--- Task input Enclosed Below ---

//! Machine lifecycle on top of the peering and emulation backends.
//!
//! Owns every local machine: its tap, its overlay disk, and the supervisor
//! process behind it. Machines on remote hosts are not represented here at
//! all; registering one only installs an overlay route.
//!
//! Lock order: the machine table lock is only held to locate a machine,
//! every operation on a machine runs under that machine's own mutex.

pub mod machine;
pub mod mock;
pub mod supervisor;

#[cfg(test)]
mod virt_tests;

use std::collections::HashMap;
use std::fmt;
use std::net::Ipv4Addr;
use std::sync::Arc;

use futures::future::join_all;
use tokio::sync::{Mutex, RwLock};
use tracing::{debug, error, trace};

use crate::address::{self, AddressError, Ipv4Net};
use crate::cmd::CommandError;
use crate::netem::NetworkEmulationBackend;
use crate::orchestrator::{Host, MachineConfig, MachineId, VirtualizationBackend};
use crate::peering::PeeringBackend;
use crate::virt::machine::{machine_name, Machine, MachineState};
use crate::virt::supervisor::{MicroVm, SupervisorBackend, SupervisorError, VmProcess};

#[derive(Debug)]
pub enum VirtError {
    Address(AddressError),
    Command(CommandError),
    Supervisor(SupervisorError),
    Emulation(String),
    Peering(String),
}

impl fmt::Display for VirtError {
    fn fmt(&self, f: &mut fmt::Formatter<'_>) -> fmt::Result {
        match self {
            VirtError::Address(e) => write!(f, "{e}"),
            VirtError::Command(e) => write!(f, "{e}"),
            VirtError::Supervisor(e) => write!(f, "supervisor: {e}"),
            VirtError::Emulation(msg) => write!(f, "emulation backend: {msg}"),
            VirtError::Peering(msg) => write!(f, "peering backend: {msg}"),
        }
    }
}

impl std::error::Error for VirtError {
    fn source(&self) -> Option<&(dyn std::error::Error + 'static)> {
        match self {
            VirtError::Address(e) => Some(e),
            VirtError::Command(e) => Some(e),
            VirtError::Supervisor(e) => Some(e),
            _ => None,
        }
    }
}

impl From<AddressError> for VirtError {
    fn from(e: AddressError) -> Self {
        VirtError::Address(e)
    }
}

impl From<CommandError> for VirtError {
    fn from(e: CommandError) -> Self {
        VirtError::Command(e)
    }
}

pub struct Virt<P, N, S: SupervisorBackend> {
    peering: Arc<P>,
    netem: Arc<N>,
    supervisor: S,
    machines: RwLock<HashMap<MachineId, Arc<Mutex<Machine<S>>>>>,
}

impl<P, N, S> Virt<P, N, S>
where
    P: PeeringBackend,
    N: NetworkEmulationBackend,
    S: SupervisorBackend,
{
    pub fn new(peering: Arc<P>, netem: Arc<N>, supervisor: S) -> Self {
        Self {
            peering,
            netem,
            supervisor,
            machines: RwLock::new(HashMap::new()),
        }
    }

    async fn lookup(&self, id: MachineId) -> Option<Arc<Mutex<Machine<S>>>> {
        self.machines.read().await.get(&id).cloned()
    }

    /// Target network of a link operation: the /30 of the target machine.
    fn target_net(target: MachineId) -> Result<Ipv4Net, VirtError> {
        Ok(address::plan(target)?.subnet)
    }

    async fn transition(&self, id: MachineId, target: MachineState) -> Result<(), VirtError> {
        let Some(entry) = self.lookup(id).await else {
            // not on this host, nothing to do
            return Ok(());
        };

        let mut m = entry.lock().await;

        if m.state == target {
            return Ok(());
        }

        match (m.state, target) {
            (MachineState::Started, MachineState::Stopped) => {
                trace!(machine = %m.name, "suspending machine");
                if let Some(handle) = m.vm.as_ref() {
                    handle.client.pause().await.map_err(VirtError::Supervisor)?;
                }
                m.state = MachineState::Stopped;
            }
            (MachineState::Registered, MachineState::Stopped) => {
                // never started; stay registered so a later start still boots
            }
            (MachineState::Registered, MachineState::Started) => {
                trace!(machine = %m.name, "starting machine");
                m.boot(&self.supervisor).await?;
                m.state = MachineState::Started;
            }
            (MachineState::Stopped, MachineState::Started) => {
                trace!(machine = %m.name, "resuming machine");
                if let Some(handle) = m.vm.as_ref() {
                    handle
                        .client
                        .resume()
                        .await
                        .map_err(VirtError::Supervisor)?;
                }
                m.state = MachineState::Started;
            }
            (MachineState::Started | MachineState::Stopped, MachineState::Killed) => {
                trace!(machine = %m.name, "killing machine");
                if let Some(handle) = m.vm.as_mut() {
                    handle.process.kill().await.map_err(VirtError::Supervisor)?;
                    let _ = handle.process.cleanup().await;
                }
                m.state = MachineState::Killed;
            }
            (from, to) => {
                trace!(machine = %m.name, ?from, ?to, "ignoring transition");
            }
        }

        Ok(())
    }
}

impl<P, N, S> VirtualizationBackend for Virt<P, N, S>
where
    P: PeeringBackend,
    N: NetworkEmulationBackend,
    S: SupervisorBackend,
{
    type Error = VirtError;

    async fn register_machine(
        &self,
        id: MachineId,
        name: Option<String>,
        host: Host,
        config: MachineConfig,
    ) -> Result<(), VirtError> {
        let name = machine_name(id.group, id.id, name.as_deref());
        let network = address::plan(id)?;

        let own = self
            .peering
            .host_id()
            .map_err(|e| VirtError::Peering(e.to_string()))?;

        if host != own {
            // remote machine: only route its /30 through the overlay
            return self
                .peering
                .route(network.subnet, host)
                .await
                .map_err(|e| VirtError::Peering(e.to_string()));
        }

        let m = Machine::new(name, config, network);

        m.create_network().await?;

        self.netem
            .register(id, &m.network.tap)
            .await
            .map_err(|e| VirtError::Emulation(format!("register failed: {e}")))?;

        self.machines
            .write()
            .await
            .insert(id, Arc::new(Mutex::new(m)));

        Ok(())
    }

    async fn block_link(&self, source: MachineId, target: MachineId) -> Result<(), VirtError> {
        // discard operations whose source machine is not on this host
        if self.lookup(source).await.is_none() {
            return Ok(());
        }

        let net = Self::target_net(target)?;
        self.netem
            .block_link(source, net)
            .await
            .map_err(|e| VirtError::Emulation(format!("block failed: {e}")))
    }

    async fn unblock_link(&self, source: MachineId, target: MachineId) -> Result<(), VirtError> {
        if self.lookup(source).await.is_none() {
            return Ok(());
        }

        let net = Self::target_net(target)?;
        self.netem
            .unblock_link(source, net)
            .await
            .map_err(|e| VirtError::Emulation(format!("unblock failed: {e}")))
    }

    async fn set_latency(
        &self,
        source: MachineId,
        target: MachineId,
        latency_us: u32,
    ) -> Result<(), VirtError> {
        if self.lookup(source).await.is_none() {
            return Ok(());
        }

        let net = Self::target_net(target)?;
        self.netem
            .set_latency(source, net, latency_us)
            .await
            .map_err(|e| VirtError::Emulation(format!("set latency failed: {e}")))
    }

    async fn set_bandwidth(
        &self,
        source: MachineId,
        target: MachineId,
        bandwidth_kbps: u64,
    ) -> Result<(), VirtError> {
        if self.lookup(source).await.is_none() {
            return Ok(());
        }

        let net = Self::target_net(target)?;
        self.netem
            .set_bandwidth(source, net, bandwidth_kbps)
            .await
            .map_err(|e| VirtError::Emulation(format!("set bandwidth failed: {e}")))
    }

    async fn start_machine(&self, machine: MachineId) -> Result<(), VirtError> {
        self.transition(machine, MachineState::Started).await
    }

    async fn stop_machine(&self, machine: MachineId) -> Result<(), VirtError> {
        self.transition(machine, MachineState::Stopped).await
    }

    fn ip_address(&self, id: MachineId) -> Result<Ipv4Addr, VirtError> {
        Ok(address::plan(id)?.ip)
    }

    fn resolve_ip(&self, ip: Ipv4Addr) -> Result<MachineId, VirtError> {
        Ok(address::resolve(ip)?)
    }

    async fn stop(&self) -> Result<(), VirtError> {
        let machines: Vec<_> = {
            let guard = self.machines.read().await;
            guard.keys().copied().collect()
        };

        debug!(count = machines.len(), "stopping machines");

        let results = join_all(
            machines
                .iter()
                .map(|id| self.transition(*id, MachineState::Killed)),
        )
        .await;

        let mut first_err = None;
        for res in results {
            if let Err(e) = res {
                error!(error = %e, "killing machine failed");
                first_err.get_or_insert(e);
            }
        }

        debug!("stopping emulation backend");
        if let Err(e) = self.netem.stop().await {
            let e = VirtError::Emulation(format!("stop failed: {e}"));
            error!(error = %e, "emulation backend stop failed");
            first_err.get_or_insert(e);
        }

        debug!("stopping peering backend");
        if let Err(e) = self.peering.stop().await {
            let e = VirtError::Peering(e.to_string());
            error!(error = %e, "peering backend stop failed");
            first_err.get_or_insert(e);
        }

        debug!("removing network devices");
        let entries: Vec<_> = self.machines.read().await.values().cloned().collect();
        for entry in entries {
            let m = entry.lock().await;
            m.remove_network().await;
        }

        match first_err {
            Some(e) => Err(e),
            None => Ok(()),
        }
    }
}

--- End of Enclosed Task input ---

Directions: Beginning with the first line above, could you copy every line exactly, up to and including the one with "#[cfg(test)]"?

Your response:
//! Machine lifecycle on top of the peering and emulation backends.
//!
//! Owns every local machine: its tap, its overlay disk, and the supervisor
//! process behind it. Machines on remote hosts are not represented here at
//! all; registering one only installs an overlay route.
//!
//! Lock order: the machine table lock is only held to locate a machine,
//! every operation on a machine runs under that machine's own mutex.

pub mod machine;
pub mod mock;
pub mod supervisor;

#[cfg(test)]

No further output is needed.